In this method, a pixel with a binary value different with at least one of its 8 neighboring pixels are defined as an edge pixel. The busyness of a sub-region, which has the same size with the window of the adaptive thresholding, is then defined as the ratio of the number of edge pixels over the total number of pixels in this sub-region. Figure 3(c) is the busyness distribution of Fig. 3(b). It is obvious that the busyness value is high in the scleral region, i.e., the region without evident vasculature pattern. Thus, the region with segmentation artifacts can be recognized by applying a threshold to the busyness distribution. For example, the red pixels in Fig. 3(d) are the vessel pixels at the region with a busyness greater than 0.2, and are regarded as pseudo-vessel pixels.
In our particular implementation, the vessel-pixels in the region with a busyness greater than 0.2 (for wx = wy = 375 μm), 0.3 (for wx = wy = 188 μm), and 0.4 (for wx = wy = 94 μm) are regarded as pseudo-vessel pixels and their values are replaced with 0 (non-vessel pixel).
3.2.3. Rejection of false vessel pixels
If the window size is too large for the vessel diameter, the contrast variation among the vessels disturbs the segmentation. We empirically found that an adaptive thresholding with a fixed window size cannot properly segment vessels with diameters smaller than 1/5 of the window size. In other words, segmented vessels with diameters smaller than 1/5 of the window size would be artifacts.
A morphological processing-based procedure is then applied to select reliable vessel pixels in the output of the adaptive thresholding with a specific window size of wx = wy = w. At first, small particles which cannot resist two sequential morphological erosion operations with a 3-pixel × 3-pixel structuring element are removed (IMAQ RemoveParticle VI, LabVIEW 2011, National Instruments, TX). The purpose of this operation is to fill the small holes in the large vessels otherwise they can be regarded as two adjacent thin vessels in the following morphological analysis. After this particle removal, a morphological opening operation is performed using a circular structuring element with a diameter of 0.2w. Since the opening operation is erosion followed by dilation, the vessels with a diameter smaller than 0.2w are eliminated, while other vessels are preserved. After the opening operation, vessel particles with Heywood circularity factors lower than 1.5 are removed, where the Heywood circularity factor is a factor defined as the perimeter of the particle divided by the circumference of a circle with the same area as the particle. This process rejects the vessel particles whose shapes are close to round and are not likely vessels. Therefore, with these procedures, misclassified vessel pixels are removed, and true vessel pixels are preserved. By assuming a cylinder with an exactly circular cross-section as a model of blood vessel, the Heywood circularity factor becomes less than 1.5 when the orientation of the blood vessels becomes steeper than approximately 71 degrees against the OCT en face plain. Since choroidal vessels unlikely to have such a steep angle to the OCT en face plain, this circular particle removal process can safely eliminate only the erroneously segmented particles.

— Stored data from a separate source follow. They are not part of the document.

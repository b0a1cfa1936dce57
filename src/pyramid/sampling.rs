//! Downsampling of in-memory blocks.

use ndarray::{ArrayViewD, IxDyn, Slice};

use crate::array::{ArrayShape, DataType, Element};

use super::SamplingError;

/// How a block is reduced by a scale factor.
///
/// Selected once per array from its data type with [`SamplingStrategy::for_data_type`].
#[derive(Copy, Clone, Debug, PartialEq, Eq)]
pub enum SamplingStrategy {
    /// Replace each window with the arithmetic mean of its elements.
    ///
    /// The mean is computed in `f64` and cast back to the element type, truncating toward zero for integers.
    /// Means beyond the range of the element type saturate at its bounds.
    MeanPooling,
    /// Pick the element at offset `factor / 2` of each window.
    ///
    /// Elements are never blended, so label identifiers are preserved.
    StrideSample,
}

impl SamplingStrategy {
    /// Select the sampling strategy for arrays of `data_type`.
    ///
    /// Label data types use [`StrideSample`](SamplingStrategy::StrideSample), all others use [`MeanPooling`](SamplingStrategy::MeanPooling).
    #[must_use]
    pub const fn for_data_type(data_type: DataType) -> Self {
        if data_type.is_label() {
            Self::StrideSample
        } else {
            Self::MeanPooling
        }
    }

    /// Downsample the dense C-order block `elements` with `shape` by `factor`.
    ///
    /// `factor` applies to the trailing (spatial) axes of `shape`, leading channel axes are untouched.
    /// The returned block has shape `shape / factor` along the spatial axes.
    ///
    /// # Errors
    /// Returns a [`SamplingError`] if
    ///  - the length of `elements` does not match `shape`,
    ///  - `factor` has more axes than `shape` or a zero component,
    ///  - the spatial shape is not a multiple of `factor`,
    ///  - an element cannot be converted to `f64`, or
    ///  - a `NaN` mean cannot be represented by `T`.
    #[allow(clippy::cast_possible_wrap)]
    pub fn downsample<T: Element>(
        self,
        elements: &[T],
        shape: &[u64],
        factor: &[u64],
    ) -> Result<Vec<T>, SamplingError> {
        let not_multiple = || SamplingError::NotMultiple(shape.to_vec(), factor.to_vec());
        let channel_dims = shape.len().checked_sub(factor.len()).ok_or_else(not_multiple)?;
        let factor: ArrayShape = std::iter::repeat(1)
            .take(channel_dims)
            .chain(factor.iter().copied())
            .collect();
        if std::iter::zip(shape, &factor).any(|(&s, &f)| f == 0 || s % f != 0) {
            return Err(not_multiple());
        }

        let invalid_length =
            || SamplingError::InvalidElementsLength(elements.len(), shape.to_vec());
        let num_elements = shape.iter().try_fold(1u64, |n, &s| n.checked_mul(s));
        if u64::try_from(elements.len()).ok() != num_elements {
            return Err(invalid_length());
        }

        let shape_usize = to_usize(shape).ok_or_else(not_multiple)?;
        let factor_usize = to_usize(&factor).ok_or_else(not_multiple)?;
        let block =
            ArrayViewD::from_shape(IxDyn(&shape_usize), elements).map_err(|_| invalid_length())?;

        match self {
            Self::StrideSample => Ok(block
                .slice_each_axis(|axis| {
                    let f = factor_usize[axis.axis.index()];
                    Slice::new((f / 2) as isize, None, f as isize)
                })
                .iter()
                .copied()
                .collect()),
            Self::MeanPooling => {
                #[allow(clippy::cast_precision_loss)]
                let window_size = factor_usize.iter().product::<usize>() as f64;
                block
                    .exact_chunks(IxDyn(&factor_usize))
                    .into_iter()
                    .map(|window| {
                        let sum = window.iter().try_fold(0.0, |sum, element| {
                            element
                                .to_f64()
                                .map(|value| sum + value)
                                .ok_or(SamplingError::FloatConversion)
                        })?;
                        mean_to_element(sum / window_size)
                    })
                    .collect()
            }
        }
    }
}

/// Convert a window mean back to `T`, saturating at the bounds of `T`.
fn mean_to_element<T: Element>(mean: f64) -> Result<T, SamplingError> {
    match T::from_f64(mean) {
        Some(element) => Ok(element),
        None if mean.is_nan() => Err(SamplingError::ElementConversion(mean)),
        None if mean.is_sign_negative() => Ok(T::min_value()),
        None => Ok(T::max_value()),
    }
}

fn to_usize(shape: &[u64]) -> Option<Vec<usize>> {
    shape.iter().map(|&s| usize::try_from(s).ok()).collect()
}

#[cfg(test)]
mod tests {
    use super::*;

    #[test]
    fn sampling_strategy_for_data_type() {
        assert_eq!(
            SamplingStrategy::for_data_type(DataType::UInt64),
            SamplingStrategy::StrideSample
        );
        assert_eq!(
            SamplingStrategy::for_data_type(DataType::UInt8),
            SamplingStrategy::MeanPooling
        );
        assert_eq!(
            SamplingStrategy::for_data_type(DataType::Float32),
            SamplingStrategy::MeanPooling
        );
    }

    #[test]
    fn sampling_mean_pooling() {
        #[rustfmt::skip]
        let elements: Vec<f32> = vec![
            0.0, 1.0, 2.0, 3.0,
            4.0, 5.0, 6.0, 7.0,
            8.0, 9.0, 10.0, 11.0,
            12.0, 13.0, 14.0, 15.0,
        ];
        let output = SamplingStrategy::MeanPooling
            .downsample(&elements, &[4, 4], &[2, 2])
            .unwrap();
        assert_eq!(output, vec![2.5, 4.5, 10.5, 12.5]);

        let output = SamplingStrategy::MeanPooling
            .downsample(&elements, &[4, 4], &[1, 4])
            .unwrap();
        assert_eq!(output, vec![1.5, 5.5, 9.5, 13.5]);
    }

    #[test]
    fn sampling_mean_pooling_integer_truncates() {
        let output = SamplingStrategy::MeanPooling
            .downsample(&[1u8, 2, 2, 2, 255, 254, 0, 0], &[8], &[4])
            .unwrap();
        assert_eq!(output, vec![1, 127]);
        let output = SamplingStrategy::MeanPooling
            .downsample(&[-1i16, -2], &[2], &[2])
            .unwrap();
        assert_eq!(output, vec![-1]);
    }

    #[test]
    fn sampling_stride() {
        let elements: Vec<u64> = (0..16).collect();
        let output = SamplingStrategy::StrideSample
            .downsample(&elements, &[4, 4], &[2, 2])
            .unwrap();
        assert_eq!(output, vec![5, 7, 13, 15]);

        let elements: Vec<u64> = (0..9).collect();
        let output = SamplingStrategy::StrideSample
            .downsample(&elements, &[9], &[3])
            .unwrap();
        assert_eq!(output, vec![1, 4, 7]);
    }

    #[test]
    fn sampling_stride_constant_label() {
        let elements = vec![42u64; 64];
        let output = SamplingStrategy::StrideSample
            .downsample(&elements, &[4, 4, 4], &[2, 2, 2])
            .unwrap();
        assert_eq!(output, vec![42u64; 8]);
    }

    #[test]
    fn sampling_channel_axis_untouched() {
        // 2 channels of 2x2
        let elements: Vec<f64> = vec![1.0, 2.0, 3.0, 4.0, 10.0, 20.0, 30.0, 40.0];
        let output = SamplingStrategy::MeanPooling
            .downsample(&elements, &[2, 2, 2], &[2, 2])
            .unwrap();
        assert_eq!(output, vec![2.5, 25.0]);
        let output = SamplingStrategy::StrideSample
            .downsample(&elements, &[2, 2, 2], &[2, 2])
            .unwrap();
        assert_eq!(output, vec![4.0, 40.0]);
    }

    #[test]
    fn sampling_invalid() {
        let elements = vec![0u16; 6];
        assert!(matches!(
            SamplingStrategy::MeanPooling.downsample(&elements, &[2, 3], &[2, 2]),
            Err(SamplingError::NotMultiple(_, _))
        ));
        assert!(SamplingStrategy::MeanPooling
            .downsample(&elements, &[2, 3], &[0, 3])
            .is_err());
        assert!(SamplingStrategy::MeanPooling
            .downsample(&elements, &[6], &[2, 3])
            .is_err());
        assert!(matches!(
            SamplingStrategy::StrideSample.downsample(&elements, &[2, 2], &[2, 2]),
            Err(SamplingError::InvalidElementsLength(6, _))
        ));
        assert!(matches!(
            SamplingStrategy::MeanPooling.downsample(&elements, &[2, 2], &[2, 2]),
            Err(SamplingError::InvalidElementsLength(6, _))
        ));
        assert!(matches!(
            SamplingStrategy::MeanPooling.downsample(&elements[..3], &[2, 2], &[2, 2]),
            Err(SamplingError::InvalidElementsLength(3, _))
        ));
    }

    #[test]
    fn sampling_mean_pooling_extremes() {
        let output = SamplingStrategy::MeanPooling
            .downsample(&[i64::MAX; 4], &[4], &[2])
            .unwrap();
        assert_eq!(output, vec![i64::MAX; 2]);
        let output = SamplingStrategy::MeanPooling
            .downsample(&[i64::MIN; 4], &[2, 2], &[2, 2])
            .unwrap();
        assert_eq!(output, vec![i64::MIN]);
        let output = SamplingStrategy::MeanPooling
            .downsample(&[u64::MAX, u64::MAX], &[2], &[2])
            .unwrap();
        assert_eq!(output, vec![u64::MAX]);
        let output = SamplingStrategy::MeanPooling
            .downsample(&[u32::MAX; 8], &[2, 2, 2], &[2, 2, 2])
            .unwrap();
        assert_eq!(output, vec![u32::MAX]);
    }

    #[test]
    fn sampling_mean_pooling_nan() {
        let output = SamplingStrategy::MeanPooling
            .downsample(&[f64::NAN, 1.0, 2.0, 4.0], &[4], &[2])
            .unwrap();
        assert!(output[0].is_nan());
        assert_eq!(output[1], 3.0);
        assert!(matches!(
            mean_to_element::<u8>(f64::NAN),
            Err(SamplingError::ElementConversion(_))
        ));
        assert_eq!(mean_to_element::<i8>(-1e9).unwrap(), i8::MIN);
    }
}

3.3. Multi-scale choroidal vessel segmentation
The method described in Section 3.2.3 eliminates false vessels, which appear as vessels with a diameter smaller than 1/5 of w. However, it does not necessarily mean that true small vessels are properly segmented. A small window also does not provide proper segmentation for the following reason. The adaptive thresholding method uses the pixel intensity at the edge structure in an image to determine the threshold as suggested by Eq. (1). If the number of true edge pixels that are at the boundary between a blood vessel and background are too few in the window, the adaptive thresholding method cannot provide a proper threshold. Hence, a small window cannot segment blood vessels with large diameters.
Segmentation of blood vessels with a wide range of diameters is necessary because the diameter of a choroidal vessel can range from several micrometers to hundreds of micrometers. This wide diameter-range segmentation is achieved by a multi-scale approach.
In the multi-scale approach, an OCT volume is processed with four window sizes of w = 47 μm, 94 μm, 188 μm, and 375 μm, where wx = wy = w and each window size corresponds to 1/128, 1/64, 1/32, and 1/16 of the transversal imaging field of 6 mm. The four vessel-segmented images are then combined by the following means.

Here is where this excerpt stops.